Healing and the Two Sides of Time

Annah ElizabethUncategorized5 Comments


Dear Journeyer,

Earlier this week, I asked you to name one of the stumbling blocks that holds you back from healing, from living your best life, even in the face of adversity.
One of our neighbors responded with a single word: Time.
Oh, Time, what a two-sided hat you wear: Friend. Foe.
It’s true, isn’t it? Sometimes the hands on the clock seem to barely move…
When we’re sitting in the waiting room before an exam…
When we’re waiting by the phone for the doctor to call with our results…
When the words we’re hearing are unpleasant to our very core…
Sometimes it seems as if the universe is pausing, making sure we feel every fiber of that torturous experience…
Even when we’re waiting to hear the results of something like the Hay House book proposal contest!
The flip side to that quicksand time is the blip time.
When something satisfying happens, it’s as if time disappears like a shooting star.
One second we see its brilliance, and the next it’s gone.
These perceptions are magnified when we’re grieving.
Our sense of time becomes even more distorted when we are in the presence of others.
In the wake of tragedy, we often receive an influx of attention from our neighbors.
Ironically, this service often arrives at a time when we’re in shock, when we can’t articulate our needs, and at a time when we need or want little more than to turn back the clock, to change the outcome of whatever ordeal has brought us strife.
Long before we have the energy to get out of our pajamas, or begin to recognize a gentle breeze blowing across our cheeks, our neighbors who weren’t as deeply affected by the loss have returned to their normal lives.
They are not only putting on fresh clothes, they seem to be getting out of bed without trouble, laughing with friends, doing laundry, cooking dinner, being productive without effort…
To those whose souls are filled with sorrow, Time seems to prefer the (perceived) joyful.
What do we do? We begin to rush our grief, to take literally the platitudes that are our sources of inspiration and are often our only models for healing.
We tell ourselves that we have to look for those silver linings, open doors, and make merry with glasses of lemonade.
What these well-intentioned clichés fail to acknowledge is the very thing that fills the space between the closed door and the open one: our bereavement.
More specifically, the time it takes each of us to pull together the pieces of our own grief puzzle. I like to say, “Time (Yours) Heals all Wounds.”
Each loss affects us in different ways, and each misfortune impacts each of us in different ways for we bring to the table different experiences, attachments, and perceptions.
We not only do ourselves disservice, we delay the healing process when we compare ourselves to others, when we calculate our healing time based on the way we view other’s actions, attitudes, and supposed achievements.
This is one of the key components of The Five Facets Philosophy: That we possess everything we need to heal, in our own wayand in our own time.
If Time is holding you back from living your best life in the face of adversity, you might find additional inspiration hereand here.
Will you choose Time as your friend or your foe?

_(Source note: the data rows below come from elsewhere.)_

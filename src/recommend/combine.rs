//! Weighted fusion of the overview and feature embeddings.
//!
//! `combined = alpha * normalize(overview) + beta * normalize(feature)`,
//! re-normalized to unit length. Inner-product search is only equivalent to
//! cosine similarity when both sides are unit vectors, so the re-normalize
//! step is part of the contract, not an optimization.
//!
//! This is the single place where vectors are normalized; backends hand
//! through raw embeddings.

/// Default relevance weight for the overview embedding.
pub const DEFAULT_ALPHA: f32 = 0.6;

/// Default relevance weight for the feature embedding.
pub const DEFAULT_BETA: f32 = 0.4;

#[derive(Debug, thiserror::Error)]
pub enum CombineError {
    #[error("embedding dimensions differ: overview {overview}, feature {feature}")]
    DimensionMismatch { overview: usize, feature: usize },

    #[error("cannot normalize a zero-norm vector")]
    ZeroNorm,
}

/// L2 norm of a vector.
pub fn l2_norm(v: &[f32]) -> f32 {
    v.iter().map(|x| x * x).sum::<f32>().sqrt()
}

/// Scale a vector to unit length.
pub fn normalized(v: &[f32]) -> Result<Vec<f32>, CombineError> {
    let norm = l2_norm(v);
    if norm < f32::EPSILON {
        return Err(CombineError::ZeroNorm);
    }
    Ok(v.iter().map(|x| x / norm).collect())
}

/// Fuse the two source embeddings into one unit vector.
///
/// Applied identically at catalog-build time and at query time; the weights
/// are relevance weights and need not sum to 1.
pub fn combine(
    overview: &[f32],
    feature: &[f32],
    alpha: f32,
    beta: f32,
) -> Result<Vec<f32>, CombineError> {
    if overview.len() != feature.len() {
        return Err(CombineError::DimensionMismatch {
            overview: overview.len(),
            feature: feature.len(),
        });
    }

    let overview = normalized(overview)?;
    let feature = normalized(feature)?;

    let weighted: Vec<f32> = overview
        .iter()
        .zip(feature.iter())
        .map(|(o, f)| alpha * o + beta * f)
        .collect();

    // alpha*u and beta*v can cancel exactly; that degenerate sum has no
    // direction and cannot be indexed.
    normalized(&weighted)
}

#[cfg(test)]
mod tests {
    use super::*;

    const TOLERANCE: f32 = 1e-5;

    #[test]
    fn test_combined_vector_is_unit_length() {
        let overview = vec![3.0, 4.0, 0.0];
        let feature = vec![0.0, 5.0, 12.0];

        let combined = combine(&overview, &feature, DEFAULT_ALPHA, DEFAULT_BETA).unwrap();
        assert!((l2_norm(&combined) - 1.0).abs() < TOLERANCE);
    }

    #[test]
    fn test_combine_hand_computed() {
        // Orthogonal unit inputs: combined = (0.6, 0.4) / sqrt(0.52)
        let overview = vec![1.0, 0.0];
        let feature = vec![0.0, 1.0];

        let combined = combine(&overview, &feature, 0.6, 0.4).unwrap();
        let norm = (0.52f32).sqrt();
        assert!((combined[0] - 0.6 / norm).abs() < TOLERANCE);
        assert!((combined[1] - 0.4 / norm).abs() < TOLERANCE);
    }

    #[test]
    fn test_combine_normalizes_sources_first() {
        // A scaled overview vector must produce the same result; only the
        // direction of each source matters.
        let feature = vec![0.0, 1.0];

        let a = combine(&[1.0, 0.0], &feature, 0.6, 0.4).unwrap();
        let b = combine(&[250.0, 0.0], &feature, 0.6, 0.4).unwrap();

        for (x, y) in a.iter().zip(b.iter()) {
            assert!((x - y).abs() < TOLERANCE);
        }
    }

    #[test]
    fn test_combine_dimension_mismatch() {
        let result = combine(&[1.0, 0.0], &[1.0, 0.0, 0.0], 0.6, 0.4);
        assert!(matches!(
            result,
            Err(CombineError::DimensionMismatch {
                overview: 2,
                feature: 3
            })
        ));
    }

    #[test]
    fn test_combine_zero_norm_input() {
        let result = combine(&[0.0, 0.0], &[1.0, 0.0], 0.6, 0.4);
        assert!(matches!(result, Err(CombineError::ZeroNorm)));
    }

    #[test]
    fn test_combine_cancelling_sum_is_error() {
        // Equal weights on exactly opposite directions cancel to zero.
        let result = combine(&[1.0, 0.0], &[-1.0, 0.0], 0.5, 0.5);
        assert!(matches!(result, Err(CombineError::ZeroNorm)));
    }

    #[test]
    fn test_weights_need_not_sum_to_one() {
        let combined = combine(&[1.0, 0.0], &[0.0, 1.0], 2.0, 1.0).unwrap();
        assert!((l2_norm(&combined) - 1.0).abs() < TOLERANCE);
        // Direction follows the weights: (2, 1) / sqrt(5)
        assert!((combined[0] - 2.0 / 5.0f32.sqrt()).abs() < TOLERANCE);
    }
}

Before we part, I’m running a giveaway for a signed copy of Digging for the Light: One Woman’s Journey from Heartache to Hope, a writing journal, and one of The Five Facets’ customized mugs! Please head on over and get your entry in! This contest ends January 21, but don’t despair if you miss it! Subscribe to our newsletter and updates by e-mail and watch for future giveaways. 🙂
Until we meet again,
Yours in hope, healing, and happiness,
~AE

       Soon

5 Comments on “Healing and the Two Sides of Time”

  1. I’ve always suspected that grief doesn’t happen in time, at least as we know it. It just happens. Given that I’ve refocused my career energies after the loss of my TV blog, I thought I was I was doing pretty well. Until the other day when a combination of no sleep and my already present fears made me realize I’m still working through that loss. Thanks for the good thoughts, Annah.

  2. You’re most welcome, Anne. Thanks for reading and responding! I appreciate your presence! Too often we don’t think about loss in forms other than the death of a person or a pet, but the death of a job or a dream can affect us just as significantly. As grief and healing go, there is a perpetual dance between the two…

    Sending positive vibes and well wishes for your newest endeavors!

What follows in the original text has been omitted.